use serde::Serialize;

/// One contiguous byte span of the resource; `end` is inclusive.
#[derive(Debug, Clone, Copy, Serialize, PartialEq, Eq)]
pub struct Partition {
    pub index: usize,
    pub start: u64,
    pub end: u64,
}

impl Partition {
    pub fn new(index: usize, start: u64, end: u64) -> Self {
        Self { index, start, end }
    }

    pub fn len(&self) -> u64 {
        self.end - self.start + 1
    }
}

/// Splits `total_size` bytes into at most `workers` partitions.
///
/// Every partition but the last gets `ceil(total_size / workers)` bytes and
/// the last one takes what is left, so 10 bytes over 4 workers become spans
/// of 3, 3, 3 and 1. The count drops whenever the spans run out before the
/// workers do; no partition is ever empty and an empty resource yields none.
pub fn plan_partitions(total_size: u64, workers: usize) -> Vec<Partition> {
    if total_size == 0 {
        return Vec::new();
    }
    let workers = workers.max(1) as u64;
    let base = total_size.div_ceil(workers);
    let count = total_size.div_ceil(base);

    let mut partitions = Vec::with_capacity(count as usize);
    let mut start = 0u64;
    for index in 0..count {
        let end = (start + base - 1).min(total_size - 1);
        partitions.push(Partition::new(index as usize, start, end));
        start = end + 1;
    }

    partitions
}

---

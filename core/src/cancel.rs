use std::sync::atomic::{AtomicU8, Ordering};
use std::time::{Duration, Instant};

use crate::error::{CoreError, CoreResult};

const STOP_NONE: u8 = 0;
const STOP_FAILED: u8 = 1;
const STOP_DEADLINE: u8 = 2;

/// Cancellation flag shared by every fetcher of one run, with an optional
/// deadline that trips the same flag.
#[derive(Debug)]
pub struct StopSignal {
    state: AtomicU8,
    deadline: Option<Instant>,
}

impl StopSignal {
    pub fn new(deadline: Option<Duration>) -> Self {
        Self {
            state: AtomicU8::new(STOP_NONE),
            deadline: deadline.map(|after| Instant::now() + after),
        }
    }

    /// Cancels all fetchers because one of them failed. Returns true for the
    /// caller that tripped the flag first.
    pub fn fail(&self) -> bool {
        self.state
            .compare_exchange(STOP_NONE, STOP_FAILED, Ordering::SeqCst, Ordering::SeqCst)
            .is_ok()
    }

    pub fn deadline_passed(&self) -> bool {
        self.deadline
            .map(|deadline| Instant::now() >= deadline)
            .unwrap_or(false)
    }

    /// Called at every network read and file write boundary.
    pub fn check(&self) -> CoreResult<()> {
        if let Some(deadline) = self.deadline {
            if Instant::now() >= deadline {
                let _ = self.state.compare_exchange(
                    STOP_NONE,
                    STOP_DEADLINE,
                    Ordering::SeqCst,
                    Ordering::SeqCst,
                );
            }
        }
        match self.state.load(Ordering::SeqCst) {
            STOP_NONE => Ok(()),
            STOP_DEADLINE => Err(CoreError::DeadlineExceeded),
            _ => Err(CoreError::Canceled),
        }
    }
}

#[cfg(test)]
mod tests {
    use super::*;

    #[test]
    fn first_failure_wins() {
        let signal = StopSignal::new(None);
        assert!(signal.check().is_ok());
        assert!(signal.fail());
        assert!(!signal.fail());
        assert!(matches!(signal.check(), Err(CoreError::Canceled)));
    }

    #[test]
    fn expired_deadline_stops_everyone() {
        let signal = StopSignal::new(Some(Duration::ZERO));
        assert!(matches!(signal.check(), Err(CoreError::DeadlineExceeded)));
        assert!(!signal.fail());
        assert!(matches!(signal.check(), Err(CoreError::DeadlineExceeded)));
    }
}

WORK ORDER
Word search in the records above: please count the lines holding "StopSignal" and state the count alone.

RESPONSE
4